Lo que sucede es que se partió
de una falacia. Para Ortega, por ejemplo, la deshumanización del
arte está probada por el divorcio existente entre el artista y su
público. No advirtiendo que pudiera ser exactamente al revés, que
no fuera el artista el deshumanizado, sino el público. ¿O es que
para Ortega es cuestión de número? Es obvio que una cosa es la
humanidad y otra bien distinta el público-masa, ese conjunto de
seres que han dejado de ser hombres para convertirse en objetos
fabricados en serie, moldeados por una educación estandardizada,
embutidos en fábricas y oficinas, sacudidos diariamente al unísono
por las noticias lanzadas por centrales electrónicas, pervertidos y
cosificados por un «arte» de historietas y novelones radiales, de
cromos periodísticos y de estatuillas de bazar.
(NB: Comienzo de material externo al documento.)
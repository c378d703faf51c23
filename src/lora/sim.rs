//! Simulated SX127x transceiver.
//!
//! A register-level model good enough to drive the gateway without
//! hardware: a 128-byte register file, the 256-byte FIFO with its address
//! pointer, write-one-to-clear IRQ flags, and the operating modes that
//! matter to the gateway. Tests and the host binary push radio events in
//! through the `inject_*`/`complete_*` helpers; when an IRQ slot is
//! connected, each event also raises the matching DIO line.
//!
//! Clones share the same simulated chip.

use super::bus::{RegisterBus, RegisterError};
use super::channel::hz_from_frf;
use super::registers::*;
use crate::gateway::{Clock, DioLine, IrqSlot};
use std::sync::{Arc, Mutex, MutexGuard};

/// A frame the simulated radio was asked to transmit.
#[derive(Debug, Clone, PartialEq, Eq)]
pub struct TransmittedFrame {
    pub payload: Vec<u8>,
    pub frequency_hz: u32,
    pub modem_config1: u8,
    pub modem_config2: u8,
    pub pa_config: u8,
    pub invert_iq: bool,
}

impl TransmittedFrame {
    /// Spreading factor from `REG_MODEM_CONFIG2`.
    pub fn spreading_factor(&self) -> u8 {
        self.modem_config2 >> 4
    }
}

struct SimState {
    regs: [u8; 0x80],
    fifo: [u8; 256],
    transmitted: Vec<TransmittedFrame>,
    fail_next: usize,
    auto_complete: bool,
    irq: Option<Arc<IrqSlot>>,
    clock: Clock,
    bus_transfers: u64,
}

impl SimState {
    fn mode(&self) -> u8 {
        self.regs[REG_OPMODE as usize] & opmode::MASK
    }

    fn raise(&mut self, flags: u8, line: DioLine) {
        self.regs[REG_IRQ_FLAGS as usize] |= flags;
        if let Some(irq) = &self.irq {
            irq.signal(line, self.clock.now_us() as u32);
        }
    }

    fn frequency_hz(&self) -> u32 {
        let frf = (self.regs[REG_FRF_MSB as usize] as u32) << 16
            | (self.regs[REG_FRF_MID as usize] as u32) << 8
            | self.regs[REG_FRF_LSB as usize] as u32;
        hz_from_frf(frf)
    }

    fn fifo_pointer(&mut self) -> &mut u8 {
        &mut self.regs[REG_FIFO_ADDR_PTR as usize]
    }

    fn set_mode(&mut self, value: u8) {
        self.regs[REG_OPMODE as usize] = value;
        match value & opmode::MASK {
            opmode::TX => {
                let base = self.regs[REG_FIFO_TX_BASE_ADDR as usize] as usize;
                let len = self.regs[REG_PAYLOAD_LENGTH as usize] as usize;
                let payload = (0..len).map(|i| self.fifo[(base + i) & 0xFF]).collect();
                let frame = TransmittedFrame {
                    payload,
                    frequency_hz: self.frequency_hz(),
                    modem_config1: self.regs[REG_MODEM_CONFIG1 as usize],
                    modem_config2: self.regs[REG_MODEM_CONFIG2 as usize],
                    pa_config: self.regs[REG_PA_CONFIG as usize],
                    invert_iq: self.regs[REG_INVERTIQ as usize] & INVERTIQ_TX != 0,
                };
                log::debug!(
                    "sim: TX {} bytes on {} Hz",
                    frame.payload.len(),
                    frame.frequency_hz
                );
                self.transmitted.push(frame);
                if self.auto_complete {
                    self.finish_tx();
                }
            }
            opmode::CAD if self.auto_complete => self.finish_cad(false),
            _ => {}
        }
    }

    fn finish_tx(&mut self) {
        self.regs[REG_OPMODE as usize] = opmode::LORA | opmode::STANDBY;
        self.raise(IrqFlags::TX_DONE, DioLine::Dio0);
    }

    fn finish_cad(&mut self, detected: bool) {
        self.regs[REG_OPMODE as usize] = opmode::LORA | opmode::STANDBY;
        if detected {
            self.regs[REG_IRQ_FLAGS as usize] |= IrqFlags::CAD_DETECTED;
            self.raise(IrqFlags::CAD_DONE, DioLine::Dio1);
        } else {
            self.raise(IrqFlags::CAD_DONE, DioLine::Dio0);
        }
    }

    fn load_rx(&mut self, payload: &[u8], pkt_rssi: u8, snr_quarter_db: i8, flags: u8) {
        let base = self.regs[REG_FIFO_RX_BASE_ADDR as usize];
        for (i, b) in payload.iter().enumerate() {
            self.fifo[(base as usize + i) & 0xFF] = *b;
        }
        self.regs[REG_FIFO_RX_CURRENT_ADDR as usize] = base;
        self.regs[REG_RX_NB_BYTES as usize] = payload.len() as u8;
        self.regs[REG_PKT_RSSI as usize] = pkt_rssi;
        self.regs[REG_PKT_SNR_VALUE as usize] = snr_quarter_db as u8;
        if self.mode() == opmode::RX_SINGLE {
            self.regs[REG_OPMODE as usize] = opmode::LORA | opmode::STANDBY;
        }
        self.raise(flags, DioLine::Dio0);
    }
}

/// Simulated transceiver, see the module documentation.
#[derive(Clone)]
pub struct SimulatedRadio {
    state: Arc<Mutex<SimState>>,
}

impl SimulatedRadio {
    pub fn new(variant: ChipVariant) -> Self {
        let mut regs = [0u8; 0x80];
        regs[REG_OPMODE as usize] = opmode::LORA | opmode::STANDBY;
        regs[REG_VERSION as usize] = variant.version();
        regs[REG_SYNC_WORD as usize] = 0x12;
        Self {
            state: Arc::new(Mutex::new(SimState {
                regs,
                fifo: [0; 256],
                transmitted: Vec::new(),
                fail_next: 0,
                auto_complete: false,
                irq: None,
                clock: Clock::new(),
                bus_transfers: 0,
            })),
        }
    }

    fn lock(&self) -> MutexGuard<'_, SimState> {
        match self.state.lock() {
            Ok(guard) => guard,
            Err(poisoned) => poisoned.into_inner(),
        }
    }

    /// Raise DIO lines on `irq` for every simulated event from now on.
    pub fn connect_irq(&self, irq: Arc<IrqSlot>) {
        self.lock().irq = Some(irq);
    }

    /// Timestamp DIO events with `clock` instead of the simulator's own.
    pub fn set_clock(&self, clock: Clock) {
        self.lock().clock = clock;
    }

    /// Complete transmissions and CAD (without detection) as soon as they start.
    pub fn set_auto_complete(&self, enabled: bool) {
        self.lock().auto_complete = enabled;
    }

    /// Deliver a packet as if it had just been demodulated.
    ///
    /// `pkt_rssi` is the raw `REG_PKT_RSSI` value and `snr_quarter_db` the
    /// raw SNR register (dB × 4).
    pub fn inject_packet(&self, payload: &[u8], pkt_rssi: u8, snr_quarter_db: i8) {
        self.lock().load_rx(
            payload,
            pkt_rssi,
            snr_quarter_db,
            IrqFlags::RX_DONE | IrqFlags::VALID_HEADER,
        );
    }

    /// Deliver a packet whose payload CRC did not match.
    pub fn inject_crc_error(&self, payload: &[u8]) {
        self.lock().load_rx(
            payload,
            60,
            0,
            IrqFlags::RX_DONE | IrqFlags::VALID_HEADER | IrqFlags::CRC_ERROR,
        );
    }

    /// Deliver an RX-done without a valid header.
    pub fn inject_bad_header(&self, payload: &[u8]) {
        self.lock().load_rx(payload, 60, 0, IrqFlags::RX_DONE);
    }

    pub fn inject_rx_timeout(&self) {
        let mut state = self.lock();
        state.regs[REG_OPMODE as usize] = opmode::LORA | opmode::STANDBY;
        state.raise(IrqFlags::RX_TIMEOUT, DioLine::Dio1);
    }

    pub fn complete_cad(&self, detected: bool) {
        self.lock().finish_cad(detected);
    }

    pub fn complete_tx(&self) {
        self.lock().finish_tx();
    }

    /// Set `REG_MODEM_STAT`, e.g. to [`MODEM_STAT_SIGNAL_DETECTED`] while a
    /// packet is being demodulated.
    pub fn set_modem_status(&self, status: u8) {
        self.lock().regs[REG_MODEM_STAT as usize] = status;
    }

    /// Make the next `n` bus transfers fail with a timeout.
    pub fn fail_next(&self, n: usize) {
        self.lock().fail_next = n;
    }

    pub fn transmitted(&self) -> Vec<TransmittedFrame> {
        self.lock().transmitted.clone()
    }

    /// Operating mode bits of `REG_OPMODE`.
    pub fn mode(&self) -> u8 {
        self.lock().mode()
    }

    pub fn register(&self, addr: u8) -> u8 {
        self.lock().regs[(addr & 0x7F) as usize]
    }

    pub fn frequency_hz(&self) -> u32 {
        self.lock().frequency_hz()
    }

    pub fn bus_transfers(&self) -> u64 {
        self.lock().bus_transfers
    }
}

impl RegisterBus for SimulatedRadio {
    fn read(&mut self, addr: u8, buf: &mut [u8]) -> Result<(), RegisterError> {
        let mut state = self.lock();
        state.bus_transfers += 1;
        if state.fail_next > 0 {
            state.fail_next -= 1;
            return Err(RegisterError::BusTimeout);
        }
        let addr = addr & 0x7F;
        if addr == REG_FIFO {
            for b in buf.iter_mut() {
                let ptr = *state.fifo_pointer();
                *b = state.fifo[ptr as usize];
                *state.fifo_pointer() = ptr.wrapping_add(1);
            }
        } else {
            for (i, b) in buf.iter_mut().enumerate() {
                *b = state.regs[(addr as usize + i) & 0x7F];
            }
        }
        Ok(())
    }

    fn write(&mut self, addr: u8, data: &[u8]) -> Result<(), RegisterError> {
        let mut state = self.lock();
        state.bus_transfers += 1;
        if state.fail_next > 0 {
            state.fail_next -= 1;
            return Err(RegisterError::BusTimeout);
        }
        let addr = addr & 0x7F;
        match addr {
            REG_FIFO => {
                for b in data {
                    let ptr = *state.fifo_pointer();
                    state.fifo[ptr as usize] = *b;
                    *state.fifo_pointer() = ptr.wrapping_add(1);
                }
            }
            REG_IRQ_FLAGS => {
                if let Some(&mask) = data.first() {
                    state.regs[REG_IRQ_FLAGS as usize] &= !mask;
                }
            }
            REG_OPMODE => {
                if let Some(&value) = data.first() {
                    state.set_mode(value);
                }
            }
            REG_VERSION => {}
            _ => {
                for (i, b) in data.iter().enumerate() {
                    state.regs[(addr as usize + i) & 0x7F] = *b;
                }
            }
        }
        Ok(())
    }
}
Mientras que el
artista es el Único por excelencia, es el que gracias a su
incapacidad de adaptación, a su rebeldía, a su locura, ha
conservado paradojalmente los atributos más preciosos del ser
humano. ¿Qué importa que a veces exagere y se corte una oreja? Aun
así estará más cerca del hombre concreto que un razonable
amanuense en el fondo de un ministerio. Es cierto que el artista,
acorralado y desesperado, termina por huir al África o a las selvas
de Misiones, a los paraísos del alcohol o la morfina, a la propia
muerte. ¿Indica todo eso, por ventura, que es él quien está
deshumanizado?
«Si nuestra vida está enferma
—escribe Gauguin a Strindberg— también ha de estarlo nuestro
arte; y sólo podemos devolverle la salud empezando de nuevo, como
niños o como salvajes… Vuestra civilización es vuestra
enfermedad.» Toda la joven generación de 1900, las «fieras» que
escandalizan los salones, provienen de Gauguin y particularmente del
torturado espíritu de Van Gogh. Son discípulos de ese Gustave
Moreau que decía: «¿Qué importa la naturaleza en sí? El arte es
la persecución encarnizada de la expresión, del sentimiento
interior».
Lo que hace crisis no es el arte
sino el caduco concepto burgués de la «realidad», la ingenua
creencia en la realidad externa. Y es absurdo juzgar un cuadro de Van
Gogh desde ese punto de vista. Cuando a pesar de todo se lo hace —¡y
con qué frecuencia!— no puede concluirse sino lo que se concluye:
que describen una especie de irrealidad, figuras y objetos de un
territorio fantasmal, productos de un hombre enloquecido por la
angustia y la soledad. ¿Cómo no creer que ha volado todos los
puentes que lo unen al mundo comunal?
El arte de
cada época trasunta una visión del mundo y el concepto que esa
época tiene de la verdadera
realidad;
y esa concepción, esa visión, está asentada en una metafísica y
en un ethos
que le son propios. Para los egipcios, por ejemplo, preocupados por
la vida eterna, este universo transitorio no podía constituir lo
verdaderamente
real: de ahí el hieratismo de sus grandes estatuas, el geometrismo
que es como un indicio de la eternidad, despojados al máximo de los
elementos naturalistas y terrenos; geometrismo que obedece a un
concepto profundo y no es, como algunos candorosamente creyeron,
incapacidad plástica, ya que podían ser minuciosamente naturalistas
cuando esculpían o pintaban desdeñables esclavos. Cuando se pasa a
una civilización mundana como la de Pericles, las artes hacen
naturalismo y hasta los mismos dioses se representan en forma
«realista», pues para ese tipo efe cultura profana, interesada
fundamentalmente en esta vida, la realidad por excelencia, la
«verdadera» realidad es la del mundo terrenal. Con el cristianismo
reaparece, y por los mismos motivos, un arte hierático, ajeno al
espacio que nos rodea y al tiempo que vivimos. Al irrumpir la
civilización burguesa, con una clase utilitaria que sólo cree en
este mundo y sus valores materiales, nuevamente el arte vuelve al
naturalismo. Ahora, en su crepúsculo, asistimos a la reacción
violenta de los artistas contra la civilización burguesa y su
Weltanschaung.
Convulsivamente, incoherentemente muchas veces, revela que aquel
concepto de la realidad ha llegado a su término y no representa ya
las más profundas ansiedades de la criatura humana.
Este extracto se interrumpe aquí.